Commenting on the latest figures, Morningstar equity analyst Shaun Ler noted Platinum’s flagship international fund had been consolidated into the L1 International fund, which is stronger performing, but around 20 per cent of FUM is held in funds which are not expected to consolidate. 

“FUM is higher than expected, driven by slower outflows from Platinum. Even so, we do not believe the combined Platinum-L1 Capital entity’s competitive position will materially improve against passive products or higher-performing active managers. 

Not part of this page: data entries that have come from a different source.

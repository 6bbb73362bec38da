//! Weather state sampling.
//!
//! Every variable is drawn from a distribution whose parameters are a pure
//! function of the region and temporal contexts, so the deterministic parts
//! of the model (means, scales) are split out as plain helpers and the random
//! draw happens last. Soil moisture additionally depends on the rainfall
//! drawn just before it.

use serde::{Deserialize, Serialize};

use crate::region::{RegionContext, Vegetation};
use crate::rng::SampleStreams;
use crate::temporal::TemporalContext;
use crate::GenerateError;

/// Adiabatic lapse rate, degrees C lost per metre of elevation.
const LAPSE_RATE_C_PER_M: f64 = 0.0065;

/// One sampled weather state, pre-disaster-classification.
#[derive(Clone, Debug, Serialize, Deserialize)]
pub struct WeatherObservation {
    pub temperature_c: f64,
    pub humidity_pct: f64,
    pub pressure_hpa: f64,
    pub wind_speed: f64,
    pub rain_1h_mm: f64,
    pub soil_moisture_pct: f64,
}

/// Expected temperature for a site before the noise term.
pub fn temperature_mean(region: &RegionContext, temporal: &TemporalContext) -> f64 {
    let base = if region.is_coastal {
        28.0
    } else if region.is_arid {
        32.0
    } else {
        22.0
    };
    let current_adj = if region.cool_current {
        -5.0
    } else if region.is_urban && !region.is_coastal {
        3.0
    } else {
        0.0
    };
    let diurnal_adj = if temporal.is_daytime { 3.0 } else { -4.0 };
    let season_adj = if temporal.is_summer { 2.0 } else { -2.0 };
    base + current_adj - LAPSE_RATE_C_PER_M * region.elevation_m + diurnal_adj + season_adj
}

/// Expected humidity before clamping and noise.
pub fn humidity_mean(region: &RegionContext, temporal: &TemporalContext) -> f64 {
    let base = if region.is_coastal {
        75.0
    } else if region.is_arid {
        18.0
    } else {
        60.0
    };
    let site_adj = if region.is_urban {
        -10.0
    } else if region.vegetation == Vegetation::Wetland {
        15.0
    } else {
        0.0
    };
    let day_adj = if temporal.is_daytime { -5.0 } else { 8.0 };
    base + site_adj + day_adj
}

/// Weibull scale parameter for wind speed.
pub fn wind_scale(region: &RegionContext, temporal: &TemporalContext) -> f64 {
    let base = if region.is_coastal || (region.is_arid && region.elevation_m > 1000.0) {
        18.0
    } else {
        12.0
    };
    let urban_factor = if region.is_urban { 1.3 } else { 1.0 };
    let time_factor = if temporal.is_daytime { 1.2 } else { 0.8 };
    base * urban_factor * time_factor
}

/// Beta `b` parameter for soil moisture; drier regimes skew the draw low.
pub fn soil_moisture_beta_b(region: &RegionContext) -> f64 {
    if region.is_arid {
        5.0
    } else if region.is_coastal {
        2.0
    } else {
        3.0
    }
}

impl WeatherObservation {
    /// Sample a weather state for the given site and instant.
    pub fn sample(
        region: &RegionContext,
        temporal: &TemporalContext,
        streams: &mut SampleStreams,
    ) -> Result<Self, GenerateError> {
        let temperature_c = streams.normal(temperature_mean(region, temporal), 5.0)?;

        let humidity_pct = streams
            .normal(humidity_mean(region, temporal), 10.0)?
            .clamp(10.0, 100.0);

        let pressure_hpa = 1015.0 - region.elevation_m / 100.0 + streams.normal(0.0, 5.0)?;

        let wind_speed = streams.weibull(2.0, wind_scale(region, temporal))?;

        let mut rain_1h_mm = 0.0;
        if temporal.is_monsoon || (region.is_coastal && streams.chance(0.4)) {
            rain_1h_mm = streams.gamma(0.6, 3.0)?;
            if region.elevation_m > 1500.0 {
                // Orographic lift.
                rain_1h_mm *= 1.5;
            }
            if region.vegetation == Vegetation::Forest {
                rain_1h_mm *= 1.2;
            }
        }

        let moisture_factor = if rain_1h_mm > 5.0 {
            1.3
        } else if region.vegetation == Vegetation::Urban {
            0.7
        } else {
            1.0
        };
        let soil_moisture_pct =
            streams.beta(2.0, soil_moisture_beta_b(region), 100.0)? * moisture_factor;

        Ok(Self {
            temperature_c,
            humidity_pct,
            pressure_hpa,
            wind_speed,
            rain_1h_mm,
            soil_moisture_pct,
        })
    }
}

“L1 Capital funds carry high fees, and we doubt the firm can consistently outperform its benchmarks and peers. Performance is highly volatile, and we do not expect the current strong track record to sustain in the long term. This limits the extent to which FUM and earnings can improve.” 

Shares in L1 Group are up 3.7 per cent since the start of the year versus returns of 2.8 per cent by the ASX 200. 

Ler also noted that L1’s capabilities are centred around equity funds which are currently facing “intense competition” from passive vehicles and fee pressures. However, the firm recently raised $900 million in an IPO for its L1 Gold Fund which is expected to begin trading on the ASX later this month.  

“Equity managers face intense competition from passive vehicles that offer comparable factor exposures at lower cost. The proliferation of ETFs and model portfolio alternatives compounds this substitution risk. 

“Once early integration gains come to pass, we think L1 Group looks more like a slower‑growing active manager facing rising competition from cheaper passive options and a crowded active peer set, with only limited scope to achieve above-peer earnings per share growth.”